SUPPLIED RECORDS:
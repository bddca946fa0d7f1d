//! Schedulers take in the output of a trained model, a sample which the diffusion process is
//! iterating on, and a timestep, and return a denoised sample.
//!
//! * Schedulers define the methodology for iteratively adding noise to an image or for updating a
//!   sample based on model outputs.
//! * Schedulers are often defined by a noise schedule and an update rule to solve the differential
//!   equation solution.
//!
//! The seven schedulers selectable through the prediction surface are enumerated by
//! [`SchedulerKind`]; [`SchedulerKind::scheduler`] constructs one configured for the Stable
//! Diffusion v1 noise schedule.

use ndarray::{concatenate, s, Array1, Array4, ArrayBase, ArrayView1, ArrayView4, Axis};
use rand::Rng;

mod ddim;
mod dpm_solver_multistep;
mod euler_ancestral_discrete;
mod euler_discrete;
mod lms_discrete;
mod pndm;
mod selection;
mod uni_pc_multistep;

pub use self::ddim::{DDIMScheduler, DDIMSchedulerConfig};
pub use self::dpm_solver_multistep::{DPMSolverAlgorithmType, DPMSolverMultistepScheduler, DPMSolverMultistepSchedulerConfig, DPMSolverType};
pub use self::euler_ancestral_discrete::EulerAncestralDiscreteScheduler;
pub use self::euler_discrete::EulerDiscreteScheduler;
pub use self::lms_discrete::LMSDiscreteScheduler;
pub use self::pndm::PNDMScheduler;
pub use self::selection::{Scheduler, SchedulerKind};
pub use self::uni_pc_multistep::{UniPCMultistepScheduler, UniPCMultistepSchedulerConfig, UniPCVariant};

/// A mapping from a beta range to a sequence of betas for stepping the model.
#[derive(Debug, Clone)]
pub enum BetaSchedule {
	/// Linear beta schedule.
	Linear,
	/// Scaled linear beta schedule. This is the schedule used by Stable Diffusion v1.
	ScaledLinear,
	/// Glide cosine schedule.
	SquaredcosCapV2,
	/// Pre-trained betas.
	TrainedBetas(Array1<f32>)
}

/// The type of output a diffusion model was trained to predict.
#[derive(Debug, Clone, Copy, PartialEq, Eq)]
pub enum SchedulerPredictionType {
	/// The model predicts the noise of the diffusion process. Stable Diffusion v1 models are
	/// epsilon-prediction models.
	Epsilon,
	/// The model directly predicts the denoised sample.
	Sample,
	/// The model predicts 'v' - see section 2.4 of [Imagen Video](https://imagen.research.google/video/paper.pdf).
	VPrediction
}

/// The output returned by a scheduler's `step` function.
pub struct SchedulerStepOutput {
	pub(crate) prev_sample: Array4<f32>,
	pub(crate) pred_original_sample: Option<Array4<f32>>
}

impl SchedulerStepOutput {
	/// Computed sample (`x_{t-1}`) of the previous timestep. `prev_sample` should be used as the
	/// next model input in the denoising loop.
	pub fn prev_sample(&self) -> ArrayView4<'_, f32> {
		self.prev_sample.view()
	}

	/// The predicted denoised sample (`x_{0}`) based on the model output from the current timestep.
	/// `pred_original_sample` can be used to preview progress or for guidance.
	pub fn pred_original_sample(&self) -> Option<ArrayView4<'_, f32>> {
		self.pred_original_sample.as_ref().map(ArrayBase::view)
	}
}

/// A scheduler to be used in diffusion pipelines.
#[allow(clippy::len_without_is_empty)]
pub trait DiffusionScheduler: Clone {
	/// Scales the denoising model input to match the scheduler's expected variance; for the
	/// k-schedulers this is `(sigma**2 + 1) ** 0.5`.
	fn scale_model_input(&mut self, sample: ArrayView4<'_, f32>, timestep: f32) -> Array4<f32>;

	/// Sets the number of inference steps. This must be called before `step` to properly compute
	/// the sigmas and timesteps, and resets any multistep state held from a previous run.
	fn set_timesteps(&mut self, num_inference_steps: usize);

	/// Predict the sample at the previous timestep by reversing the SDE. Core function to propagate
	/// the diffusion process from the learned model outputs (most often the predicted noise).
	fn step<R: Rng + ?Sized>(&mut self, model_output: ArrayView4<'_, f32>, timestep: f32, sample: ArrayView4<'_, f32>, rng: &mut R) -> SchedulerStepOutput;

	/// Adds noise to the given samples, at the noise level of the given timestep. This is how
	/// image-to-image generation seeds the denoising loop with the conditioning image.
	fn add_noise(&mut self, original_samples: ArrayView4<'_, f32>, noise: ArrayView4<'_, f32>, timestep: f32) -> Array4<f32>;

	/// Returns the computed scheduler timesteps, in denoising order.
	fn timesteps(&self) -> ArrayView1<'_, f32>;

	/// Returns the initial sigma noise value.
	fn init_noise_sigma(&self) -> f32;

	/// Returns the number of train timesteps.
	fn len(&self) -> usize;
}

/// Schedulers implementing this trait provide a constructor preconfigured for the noise schedule
/// Stable Diffusion v1 models were trained with (scaled-linear betas, 0.00085 to 0.012, over 1000
/// train timesteps).
pub trait SchedulerOptimizedDefaults {
	/// Constructs the scheduler with defaults optimized for Stable Diffusion v1 models.
	fn stable_diffusion_v1_optimized_default() -> anyhow::Result<Self>
	where
		Self: Sized;
}

/// Builds the beta sequence for a scheduler, validating the range first.
///
/// # Errors
/// Can error if:
/// - `num_train_timesteps` is 0
/// - `beta_start` or `beta_end` are not normal numbers (not zero, infinite, `NaN`, or subnormal)
/// - `beta_end` is less than or equal to `beta_start`
pub(crate) fn build_betas(num_train_timesteps: usize, beta_start: f32, beta_end: f32, beta_schedule: &BetaSchedule) -> anyhow::Result<Array1<f32>> {
	if num_train_timesteps == 0 {
		anyhow::bail!("num_train_timesteps ({num_train_timesteps}) must be >0");
	}
	if !beta_start.is_normal() || !beta_end.is_normal() {
		anyhow::bail!("beta_start ({beta_start}) and beta_end ({beta_end}) must be normal (not zero, infinite, NaN, or subnormal)");
	}
	if beta_start >= beta_end {
		anyhow::bail!("beta_start must be < beta_end");
	}

	Ok(match beta_schedule {
		BetaSchedule::TrainedBetas(betas) => betas.clone(),
		BetaSchedule::Linear => Array1::linspace(beta_start, beta_end, num_train_timesteps),
		BetaSchedule::ScaledLinear => {
			let mut betas = Array1::linspace(beta_start.sqrt(), beta_end.sqrt(), num_train_timesteps);
			betas.par_map_inplace(|f| *f = f.powi(2));
			betas
		}
		BetaSchedule::SquaredcosCapV2 => betas_for_alpha_bar(num_train_timesteps, 0.999)
	})
}

/// Creates a beta schedule that discretizes the given `alpha_t_bar` function, which defines the
/// cumulative product of `1 - beta` over time from `t = [0, 1]`.
pub(crate) fn betas_for_alpha_bar(num_diffusion_timesteps: usize, max_beta: f32) -> Array1<f32> {
	let alpha_bar = |time_step: f32| ((time_step + 0.008) / 1.008 * std::f32::consts::FRAC_PI_2).cos().powi(2);
	Array1::from_iter((0..num_diffusion_timesteps).map(|i| {
		let t1 = i as f32 / num_diffusion_timesteps as f32;
		let t2 = (i + 1) as f32 / num_diffusion_timesteps as f32;
		(1.0 - alpha_bar(t2) / alpha_bar(t1)).min(max_beta)
	}))
}

/// The cumulative product of `1 - beta` at each train timestep.
pub(crate) fn alphas_cumprod(betas: &Array1<f32>) -> Array1<f32> {
	betas
		.view()
		.into_iter()
		.scan(1.0, |prod, beta| {
			*prod *= 1.0 - *beta;
			Some(*prod)
		})
		.collect::<Array1<_>>()
}

/// Converts cumulative alpha products into the k-diffusion sigma parameterization,
/// `sqrt((1 - ᾱ) / ᾱ)`, in train-timestep order.
pub(crate) fn sigmas_from_alphas_cumprod(alphas_cumprod: &Array1<f32>) -> Array1<f32> {
	let mut sigmas = alphas_cumprod.clone();
	sigmas.par_map_inplace(|f| {
		*f = ((1.0 - *f) / *f).sqrt();
	});
	sigmas
}

/// The full-range initial noise sigma, `max(sigmas)`.
pub(crate) fn init_noise_sigma_from(sigmas: &Array1<f32>) -> f32 {
	sigmas.iter().fold(0.0_f32, |a, &b| a.max(b))
}

/// Linearly interpolates the per-train-timestep `sigmas` at each (fractional) inference timestep,
/// appending the terminal zero sigma. `timesteps` are positions on the integer grid
/// `0..sigmas.len()`, in denoising (descending) order.
pub(crate) fn interpolate_sigmas(timesteps: ArrayView1<'_, f32>, sigmas: &Array1<f32>) -> Array1<f32> {
	let n = timesteps.len();
	let mut interpolated = Array1::zeros(n + 1);
	for (i, t) in timesteps.iter().enumerate() {
		let lo = (t.floor() as usize).min(sigmas.len() - 2);
		interpolated[i] = sigmas[lo] + (sigmas[lo + 1] - sigmas[lo]) * (t - lo as f32);
	}
	interpolated[n] = 0.0;
	interpolated
}

/// Reverses a full-range sigma sequence and appends the terminal zero, giving the sigma sequence
/// used before `set_timesteps` is called.
pub(crate) fn full_range_sigmas(sigmas: &Array1<f32>) -> Array1<f32> {
	concatenate![Axis(0), sigmas.slice(s![..;-1]), Array1::zeros(1,)]
}

#[cfg(test)]
mod tests {
	use ndarray::Array1;

	use super::*;

	#[test]
	fn betas_are_monotonic() {
		let betas = build_betas(1000, 0.00085, 0.012, &BetaSchedule::ScaledLinear).unwrap();
		assert_eq!(betas.len(), 1000);
		assert!(betas.windows(2).into_iter().all(|w| w[0] < w[1]));
		assert!((betas[0] - 0.00085).abs() < 1e-6);
		assert!((betas[999] - 0.012).abs() < 1e-6);
	}

	#[test]
	fn build_betas_rejects_degenerate_ranges() {
		assert!(build_betas(0, 0.0001, 0.02, &BetaSchedule::Linear).is_err());
		assert!(build_betas(1000, 0.02, 0.0001, &BetaSchedule::Linear).is_err());
		assert!(build_betas(1000, f32::NAN, 0.02, &BetaSchedule::Linear).is_err());
	}

	#[test]
	fn interpolation_hits_grid_points_exactly() {
		let sigmas = Array1::from_vec(vec![1.0, 2.0, 4.0, 8.0]);
		let timesteps = Array1::from_vec(vec![3.0, 1.5, 0.0]);
		let interpolated = interpolate_sigmas(timesteps.view(), &sigmas);
		assert_eq!(interpolated.to_vec(), vec![8.0, 3.0, 1.0, 0.0]);
	}
}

WORK ITEM: A word-for-word restatement of the records above from the line containing "assert!((betas[0] - 0.00085).abs() < 1e-6);" to their final line is all the answer should hold.

SOLUTION TO THIS EXERCISE:
		assert!((betas[0] - 0.00085).abs() < 1e-6);
		assert!((betas[999] - 0.012).abs() < 1e-6);
	}

	#[test]
	fn build_betas_rejects_degenerate_ranges() {
		assert!(build_betas(0, 0.0001, 0.02, &BetaSchedule::Linear).is_err());
		assert!(build_betas(1000, 0.02, 0.0001, &BetaSchedule::Linear).is_err());
		assert!(build_betas(1000, f32::NAN, 0.02, &BetaSchedule::Linear).is_err());
	}

	#[test]
	fn interpolation_hits_grid_points_exactly() {
		let sigmas = Array1::from_vec(vec![1.0, 2.0, 4.0, 8.0]);
		let timesteps = Array1::from_vec(vec![3.0, 1.5, 0.0]);
		let interpolated = interpolate_sigmas(timesteps.view(), &sigmas);
		assert_eq!(interpolated.to_vec(), vec![8.0, 3.0, 1.0, 0.0]);
	}
}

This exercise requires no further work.